When Charles Dickens’s A Tale of Two Cities ends, the dying hero Sydney Carton foresees that the woman he loves will someday have a child and name it after him. Evrémonde brings that boy to life, and follows the course of young Sydney as he strives to live up to his exalted name. It chronicles the harrowing escape of his parents, Charles and Lucie Darnay, from revolutionary France and their ongoing struggle to recover from the tragic loss of their friend Mr. Carton.

             Relocated to Austria, and soon enduring French occupation and the ravages of the Napoleonic wars, the family is consumed by the urgency to conceal their fugitive status and aristocratic identity.

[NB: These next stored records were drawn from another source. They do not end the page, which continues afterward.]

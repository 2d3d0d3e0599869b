// This Source Code Form is subject to the terms of the Mozilla Public
// License, v. 2.0. If a copy of the MPL was not distributed with this
// file, You can obtain one at https://mozilla.org/MPL/2.0/.
//
// Copyright (c) 2025 Pegasus Heavy Industries, LLC

//! Runtime loader: executes binary artifacts in a module-shaped scope.

use std::path::Path;

use slipstream_engine::cache;
use slipstream_engine::{Engine, Value};

use crate::artifact::{Artifact, HeaderLayout};
use crate::error::{Error, Result};

/// The module-shaped scope an artifact executes against.
///
/// Mirrors the CommonJS wrapper parameter list: `exports`, `require`,
/// `module`, `__filename`, `__dirname`.
#[derive(Debug, Clone)]
pub struct ModuleScope {
    /// The initial exports object
    pub exports: Value,
    /// The `require` function visible to the module
    pub require: Value,
    /// The module object (`module.exports` is read back after execution)
    pub module: Value,
    /// Absolute path of the module file
    pub filename: String,
    /// Directory of the module file
    pub dirname: String,
}

impl ModuleScope {
    /// Builds a fresh scope for a module at `path`, with a `require` that
    /// rejects: artifacts loaded outside the module system have no resolver
    /// to delegate to.
    pub fn synthetic(engine: &mut Engine, path: &Path) -> Self {
        let exports = engine.alloc_object();
        let module = engine.alloc_object();
        // set_property on fresh objects cannot fail
        let _ = engine.set_property(&module, "exports", exports.clone());
        let require = engine.native("require", |_engine, _args| {
            Err(slipstream_engine::Error::TypeError(
                "require is not available outside the module system".into(),
            ))
        });
        let dirname = path
            .parent()
            .unwrap_or_else(|| Path::new("."))
            .display()
            .to_string();
        Self {
            exports,
            require,
            module,
            filename: path.display().to_string(),
            dirname,
        }
    }
}

/// Reconstructs a code object from an artifact and executes it.
///
/// The engine is handed the fixed placeholder source whose digest
/// [`crate::artifact::patch_header`] stamped into the header; an unpatched,
/// tampered or version-mismatched artifact fails with
/// [`Error::CacheRejected`] and never executes.
///
/// If the completion value is callable (the artifact was compiled as a
/// module) it is invoked against `scope`, or a fresh module-like scope,
/// and `module.exports` is returned. Otherwise the completion value itself
/// is returned.
pub fn run_bytecode(
    engine: &mut Engine,
    artifact: &Artifact,
    scope: Option<ModuleScope>,
) -> Result<Value> {
    if artifact.is_empty() {
        return Err(Error::CacheRejected("artifact is empty".into()));
    }
    // Unknown engine versions fail here, before the digest comparison
    HeaderLayout::for_artifact(artifact)?;

    let script = engine
        .script_from_cache(cache::PLACEHOLDER_SOURCE, artifact.as_bytes())
        .map_err(|err| match err {
            slipstream_engine::Error::CacheRejected(reason) => Error::CacheRejected(reason),
            other => Error::Engine(other),
        })?;

    let completion = engine.run(&script)?;
    if !completion.is_function() {
        return Ok(completion);
    }

    let scope = match scope {
        Some(scope) => scope,
        None => ModuleScope::synthetic(engine, Path::new("<anonymous>")),
    };
    tracing::debug!(filename = %scope.filename, "executing module artifact");

    let args = [
        scope.exports.clone(),
        scope.require.clone(),
        scope.module.clone(),
        Value::String(scope.filename.clone()),
        Value::String(scope.dirname.clone()),
    ];
    engine.call(&completion, &args)?;
    Ok(engine.get_property(&scope.module, "exports"))
}

#[cfg(test)]
mod tests {
    use super::*;
    use crate::artifact::{self, CodecOptions};

    fn compiled(source: &str, as_module: bool) -> Artifact {
        let mut engine = Engine::new();
        let mut artifact = artifact::compile(
            &mut engine,
            source,
            &CodecOptions {
                compile_as_module: as_module,
            },
        )
        .unwrap();
        artifact::patch_header(&mut artifact).unwrap();
        artifact
    }

    #[test]
    fn test_plain_script_returns_completion_value() {
        let artifact = compiled("console.log('hi'); 43;", false);
        let mut engine = Engine::new();
        let value = run_bytecode(&mut engine, &artifact, None).unwrap();
        assert_eq!(value, Value::Number(43.0));
    }

    #[test]
    fn test_module_returns_exports() {
        let artifact = compiled("module.exports = 40 + 3;", true);
        let mut engine = Engine::new();
        let value = run_bytecode(&mut engine, &artifact, None).unwrap();
        assert_eq!(value, Value::Number(43.0));
    }

    #[test]
    fn test_unpatched_artifact_is_rejected() {
        let mut engine = Engine::new();
        let artifact =
            artifact::compile(&mut engine, "1;", &CodecOptions::default()).unwrap();
        // No patch_header call
        let err = run_bytecode(&mut engine, &artifact, None).unwrap_err();
        assert!(matches!(err, Error::CacheRejected(_)));
    }

    #[test]
    fn test_tampered_digest_is_rejected() {
        let mut artifact = compiled("1 + 1;", false);
        let mut bytes = artifact.clone().into_bytes();
        let offset = slipstream_engine::cache::SOURCE_DIGEST_OFFSET;
        bytes[offset] = bytes[offset].wrapping_add(1);
        artifact = Artifact::from_bytes(bytes);

        let mut engine = Engine::new();
        let err = run_bytecode(&mut engine, &artifact, None).unwrap_err();
        assert!(matches!(err, Error::CacheRejected(_)));
    }

    #[test]
    fn test_empty_artifact_is_rejected() {
        let mut engine = Engine::new();
        let err = run_bytecode(&mut engine, &Artifact::from_bytes(Vec::new()), None).unwrap_err();
        assert!(matches!(err, Error::CacheRejected(_)));
    }

    #[test]
    fn test_scope_receives_filename() {
        let artifact = compiled("module.exports = __filename;", true);
        let mut engine = Engine::new();
        let scope = ModuleScope::synthetic(&mut engine, Path::new("/srv/app/mod.jsb"));
        let value = run_bytecode(&mut engine, &artifact, Some(scope)).unwrap();
        assert_eq!(value, Value::String("/srv/app/mod.jsb".into()));
    }
}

Differences arise between husband and wife, parents and children, on how best to do so. Their conflict permits the new Préfet of Police in Vienna – a troubled figure with an interest in their youngest daughter – to capitalize on the various weaknesses of each family member, as they succumb to their unique fears and neuroses about the past. Ultimately he is successful in rooting out the family’s origin, and proves to be everything Charles Darnay has long feared his escape would come to bear.

             In 2007 Evrémonde was one of three books selected by the Independent Literature Institute in its annual Ulysses Award competition. “Mixing erudite allegory with compelling prose,” the Institute writes, “Ms. Mayer captures the essence of the novel in its myriad of forms with intelligence and craft, offering a subjective voyage well worth the fare.”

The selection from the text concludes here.